# EXERCISE DETAILS:
Extract precisely the lines of the entries below, from the first line through the line containing "pub fn link_owner(config: &Config, name: &str, link: &Path)".

# DATA FOR THIS EXERCISE:
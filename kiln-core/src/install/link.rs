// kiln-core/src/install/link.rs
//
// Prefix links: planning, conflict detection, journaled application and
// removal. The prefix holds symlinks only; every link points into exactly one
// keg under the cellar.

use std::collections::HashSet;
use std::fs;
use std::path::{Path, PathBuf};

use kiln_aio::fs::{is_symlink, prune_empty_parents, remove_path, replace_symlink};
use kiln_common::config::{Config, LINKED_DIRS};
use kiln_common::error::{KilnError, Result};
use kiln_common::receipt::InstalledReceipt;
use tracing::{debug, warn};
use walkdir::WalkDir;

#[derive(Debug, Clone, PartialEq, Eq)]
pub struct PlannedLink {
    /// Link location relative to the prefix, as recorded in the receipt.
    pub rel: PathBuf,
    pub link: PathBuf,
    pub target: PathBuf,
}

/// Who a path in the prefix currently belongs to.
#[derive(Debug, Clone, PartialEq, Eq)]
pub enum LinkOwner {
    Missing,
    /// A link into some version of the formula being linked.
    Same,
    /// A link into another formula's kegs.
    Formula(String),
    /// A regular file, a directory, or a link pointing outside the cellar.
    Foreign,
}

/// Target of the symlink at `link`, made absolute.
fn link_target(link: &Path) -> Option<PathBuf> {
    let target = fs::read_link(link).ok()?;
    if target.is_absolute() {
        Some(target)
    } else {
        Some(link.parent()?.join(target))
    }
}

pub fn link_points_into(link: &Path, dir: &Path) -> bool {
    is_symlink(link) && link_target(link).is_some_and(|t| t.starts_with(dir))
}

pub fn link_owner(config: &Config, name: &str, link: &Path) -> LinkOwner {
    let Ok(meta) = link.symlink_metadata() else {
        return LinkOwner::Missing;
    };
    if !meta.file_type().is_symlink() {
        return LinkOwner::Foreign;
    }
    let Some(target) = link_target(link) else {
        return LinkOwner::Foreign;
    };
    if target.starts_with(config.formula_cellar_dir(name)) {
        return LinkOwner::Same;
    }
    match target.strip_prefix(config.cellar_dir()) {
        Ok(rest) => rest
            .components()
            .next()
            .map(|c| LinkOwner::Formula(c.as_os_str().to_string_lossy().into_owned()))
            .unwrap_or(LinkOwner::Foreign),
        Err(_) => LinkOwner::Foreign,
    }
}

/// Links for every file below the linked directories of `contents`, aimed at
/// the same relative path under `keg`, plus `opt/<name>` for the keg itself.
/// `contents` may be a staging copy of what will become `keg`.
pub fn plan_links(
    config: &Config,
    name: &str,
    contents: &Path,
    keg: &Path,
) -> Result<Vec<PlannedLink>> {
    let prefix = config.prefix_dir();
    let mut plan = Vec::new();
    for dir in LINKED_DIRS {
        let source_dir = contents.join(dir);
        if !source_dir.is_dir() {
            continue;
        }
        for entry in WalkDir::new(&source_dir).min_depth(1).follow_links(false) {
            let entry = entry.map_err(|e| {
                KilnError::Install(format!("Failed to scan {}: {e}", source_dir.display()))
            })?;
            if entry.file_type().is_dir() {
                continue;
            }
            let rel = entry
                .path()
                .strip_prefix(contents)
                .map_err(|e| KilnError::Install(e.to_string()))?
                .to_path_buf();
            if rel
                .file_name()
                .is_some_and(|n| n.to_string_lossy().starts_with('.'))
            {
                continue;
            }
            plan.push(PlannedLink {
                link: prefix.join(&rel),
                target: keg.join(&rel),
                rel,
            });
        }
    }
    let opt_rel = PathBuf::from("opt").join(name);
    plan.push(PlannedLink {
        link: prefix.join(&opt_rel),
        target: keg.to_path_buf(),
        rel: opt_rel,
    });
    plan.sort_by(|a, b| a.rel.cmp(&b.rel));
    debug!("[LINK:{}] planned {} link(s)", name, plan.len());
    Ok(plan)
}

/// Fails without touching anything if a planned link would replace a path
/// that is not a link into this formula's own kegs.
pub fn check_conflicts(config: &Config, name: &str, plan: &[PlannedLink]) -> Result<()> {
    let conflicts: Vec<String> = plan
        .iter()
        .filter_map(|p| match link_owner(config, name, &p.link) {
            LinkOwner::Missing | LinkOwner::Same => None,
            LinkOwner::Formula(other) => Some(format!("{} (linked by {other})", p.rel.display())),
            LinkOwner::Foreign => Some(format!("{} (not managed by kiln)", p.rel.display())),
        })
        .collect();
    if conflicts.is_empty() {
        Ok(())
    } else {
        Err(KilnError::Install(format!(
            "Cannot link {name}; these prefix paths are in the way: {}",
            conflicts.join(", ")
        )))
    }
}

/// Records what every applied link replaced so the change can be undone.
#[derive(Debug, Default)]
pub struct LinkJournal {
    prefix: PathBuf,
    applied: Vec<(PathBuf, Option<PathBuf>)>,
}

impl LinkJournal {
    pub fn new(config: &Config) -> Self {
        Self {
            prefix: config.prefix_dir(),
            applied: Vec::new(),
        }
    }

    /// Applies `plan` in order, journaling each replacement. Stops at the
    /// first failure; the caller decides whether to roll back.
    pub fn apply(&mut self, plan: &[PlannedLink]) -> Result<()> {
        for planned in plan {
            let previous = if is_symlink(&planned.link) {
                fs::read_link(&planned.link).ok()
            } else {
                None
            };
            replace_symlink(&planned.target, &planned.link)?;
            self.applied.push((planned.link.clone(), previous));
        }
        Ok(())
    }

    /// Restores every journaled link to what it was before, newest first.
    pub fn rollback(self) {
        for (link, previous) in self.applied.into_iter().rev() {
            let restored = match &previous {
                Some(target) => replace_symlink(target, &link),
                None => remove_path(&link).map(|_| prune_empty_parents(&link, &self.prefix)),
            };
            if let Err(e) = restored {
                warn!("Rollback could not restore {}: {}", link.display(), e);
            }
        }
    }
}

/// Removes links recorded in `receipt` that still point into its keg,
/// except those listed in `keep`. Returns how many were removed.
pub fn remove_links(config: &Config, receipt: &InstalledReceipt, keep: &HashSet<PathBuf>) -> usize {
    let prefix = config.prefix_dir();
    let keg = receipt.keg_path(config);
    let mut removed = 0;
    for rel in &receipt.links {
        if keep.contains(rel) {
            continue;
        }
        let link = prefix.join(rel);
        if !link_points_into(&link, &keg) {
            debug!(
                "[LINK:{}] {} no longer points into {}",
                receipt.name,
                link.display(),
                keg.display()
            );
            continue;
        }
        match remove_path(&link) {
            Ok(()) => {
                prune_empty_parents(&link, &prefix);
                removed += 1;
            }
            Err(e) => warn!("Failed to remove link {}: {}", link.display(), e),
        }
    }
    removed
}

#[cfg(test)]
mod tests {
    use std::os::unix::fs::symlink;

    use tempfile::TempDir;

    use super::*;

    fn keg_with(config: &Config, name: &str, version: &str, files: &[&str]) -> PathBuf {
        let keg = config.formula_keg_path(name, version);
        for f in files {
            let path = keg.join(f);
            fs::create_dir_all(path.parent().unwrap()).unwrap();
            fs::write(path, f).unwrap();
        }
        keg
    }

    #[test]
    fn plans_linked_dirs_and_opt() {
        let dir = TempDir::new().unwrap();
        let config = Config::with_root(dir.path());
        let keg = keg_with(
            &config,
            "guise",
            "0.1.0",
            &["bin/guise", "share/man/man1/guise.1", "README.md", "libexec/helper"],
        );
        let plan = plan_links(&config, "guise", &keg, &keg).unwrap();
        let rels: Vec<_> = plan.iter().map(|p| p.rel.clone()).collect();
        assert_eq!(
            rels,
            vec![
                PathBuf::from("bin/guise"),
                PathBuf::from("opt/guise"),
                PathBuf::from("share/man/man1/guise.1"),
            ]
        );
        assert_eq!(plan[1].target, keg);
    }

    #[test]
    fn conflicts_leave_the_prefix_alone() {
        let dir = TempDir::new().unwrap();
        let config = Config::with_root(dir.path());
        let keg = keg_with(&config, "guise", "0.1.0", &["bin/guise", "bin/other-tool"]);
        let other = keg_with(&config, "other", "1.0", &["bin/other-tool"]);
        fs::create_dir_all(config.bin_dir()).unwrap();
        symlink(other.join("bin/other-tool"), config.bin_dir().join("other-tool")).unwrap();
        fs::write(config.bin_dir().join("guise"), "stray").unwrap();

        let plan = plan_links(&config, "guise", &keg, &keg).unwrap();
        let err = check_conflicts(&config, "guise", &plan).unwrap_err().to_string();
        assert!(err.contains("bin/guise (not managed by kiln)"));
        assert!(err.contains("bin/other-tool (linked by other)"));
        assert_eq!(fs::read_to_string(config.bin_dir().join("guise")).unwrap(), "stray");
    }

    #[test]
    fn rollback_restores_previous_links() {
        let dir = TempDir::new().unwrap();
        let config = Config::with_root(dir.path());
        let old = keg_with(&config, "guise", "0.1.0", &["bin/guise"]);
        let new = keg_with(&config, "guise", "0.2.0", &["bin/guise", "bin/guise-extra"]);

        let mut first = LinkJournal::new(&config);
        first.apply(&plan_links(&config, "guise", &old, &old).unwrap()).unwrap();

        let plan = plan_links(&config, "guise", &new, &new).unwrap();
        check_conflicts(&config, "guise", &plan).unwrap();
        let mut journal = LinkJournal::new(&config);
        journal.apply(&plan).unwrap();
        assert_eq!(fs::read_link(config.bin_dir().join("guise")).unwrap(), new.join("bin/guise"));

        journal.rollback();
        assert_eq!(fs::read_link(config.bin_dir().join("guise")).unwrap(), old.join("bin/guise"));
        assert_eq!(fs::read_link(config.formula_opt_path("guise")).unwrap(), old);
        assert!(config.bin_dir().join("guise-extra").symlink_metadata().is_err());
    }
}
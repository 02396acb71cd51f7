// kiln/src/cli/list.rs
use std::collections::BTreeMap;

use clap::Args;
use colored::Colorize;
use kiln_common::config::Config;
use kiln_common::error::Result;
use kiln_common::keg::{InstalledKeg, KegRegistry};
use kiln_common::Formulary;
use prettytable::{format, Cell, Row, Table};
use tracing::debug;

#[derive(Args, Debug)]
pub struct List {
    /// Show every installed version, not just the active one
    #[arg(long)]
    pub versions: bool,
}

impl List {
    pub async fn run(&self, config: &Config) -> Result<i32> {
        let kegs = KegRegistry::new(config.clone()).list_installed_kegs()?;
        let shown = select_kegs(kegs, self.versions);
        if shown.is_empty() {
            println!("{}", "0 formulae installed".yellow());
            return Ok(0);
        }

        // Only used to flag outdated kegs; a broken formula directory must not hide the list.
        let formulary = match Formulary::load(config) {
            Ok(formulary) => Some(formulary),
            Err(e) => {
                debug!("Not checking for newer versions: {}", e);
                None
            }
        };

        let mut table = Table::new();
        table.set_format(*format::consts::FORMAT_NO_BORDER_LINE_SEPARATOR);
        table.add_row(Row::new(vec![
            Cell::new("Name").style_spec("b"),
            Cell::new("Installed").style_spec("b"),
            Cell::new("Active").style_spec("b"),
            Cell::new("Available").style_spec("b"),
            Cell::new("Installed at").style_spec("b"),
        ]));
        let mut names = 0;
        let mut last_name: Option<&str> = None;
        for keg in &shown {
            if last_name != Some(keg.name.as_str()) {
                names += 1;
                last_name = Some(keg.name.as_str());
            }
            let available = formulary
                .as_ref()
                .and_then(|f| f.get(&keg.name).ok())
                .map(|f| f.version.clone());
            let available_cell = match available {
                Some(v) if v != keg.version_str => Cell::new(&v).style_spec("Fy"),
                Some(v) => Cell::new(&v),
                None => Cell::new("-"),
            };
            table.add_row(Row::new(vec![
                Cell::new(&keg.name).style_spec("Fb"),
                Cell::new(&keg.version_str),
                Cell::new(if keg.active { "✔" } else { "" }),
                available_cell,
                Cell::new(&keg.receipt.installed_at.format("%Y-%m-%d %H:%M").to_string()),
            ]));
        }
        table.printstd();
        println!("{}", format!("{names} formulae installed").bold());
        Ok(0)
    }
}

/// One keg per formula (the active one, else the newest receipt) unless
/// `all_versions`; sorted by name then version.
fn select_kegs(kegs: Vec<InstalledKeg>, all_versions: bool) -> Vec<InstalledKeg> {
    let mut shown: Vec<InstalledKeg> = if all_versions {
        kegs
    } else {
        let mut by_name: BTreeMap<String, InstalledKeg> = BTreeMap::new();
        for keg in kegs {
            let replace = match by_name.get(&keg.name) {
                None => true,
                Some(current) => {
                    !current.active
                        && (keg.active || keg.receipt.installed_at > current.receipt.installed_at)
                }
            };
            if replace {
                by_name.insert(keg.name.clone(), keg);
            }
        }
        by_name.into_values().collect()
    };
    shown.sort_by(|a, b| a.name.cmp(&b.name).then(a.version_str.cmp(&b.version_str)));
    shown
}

# SOLUTION TO THE PROBLEM:
filename kiln-core/src/install/link.rs
// kiln-core/src/install/link.rs
//
// Prefix links: planning, conflict detection, journaled application and
// removal. The prefix holds symlinks only; every link points into exactly one
// keg under the cellar.

use std::collections::HashSet;
use std::fs;
use std::path::{Path, PathBuf};

use kiln_aio::fs::{is_symlink, prune_empty_parents, remove_path, replace_symlink};
use kiln_common::config::{Config, LINKED_DIRS};
use kiln_common::error::{KilnError, Result};
use kiln_common::receipt::InstalledReceipt;
use tracing::{debug, warn};
use walkdir::WalkDir;

#[derive(Debug, Clone, PartialEq, Eq)]
pub struct PlannedLink {
    /// Link location relative to the prefix, as recorded in the receipt.
    pub rel: PathBuf,
    pub link: PathBuf,
    pub target: PathBuf,
}

/// Who a path in the prefix currently belongs to.
#[derive(Debug, Clone, PartialEq, Eq)]
pub enum LinkOwner {
    Missing,
    /// A link into some version of the formula being linked.
    Same,
    /// A link into another formula's kegs.
    Formula(String),
    /// A regular file, a directory, or a link pointing outside the cellar.
    Foreign,
}

/// Target of the symlink at `link`, made absolute.
fn link_target(link: &Path) -> Option<PathBuf> {
    let target = fs::read_link(link).ok()?;
    if target.is_absolute() {
        Some(target)
    } else {
        Some(link.parent()?.join(target))
    }
}

pub fn link_points_into(link: &Path, dir: &Path) -> bool {
    is_symlink(link) && link_target(link).is_some_and(|t| t.starts_with(dir))
}

pub fn link_owner(config: &Config, name: &str, link: &Path) -> LinkOwner {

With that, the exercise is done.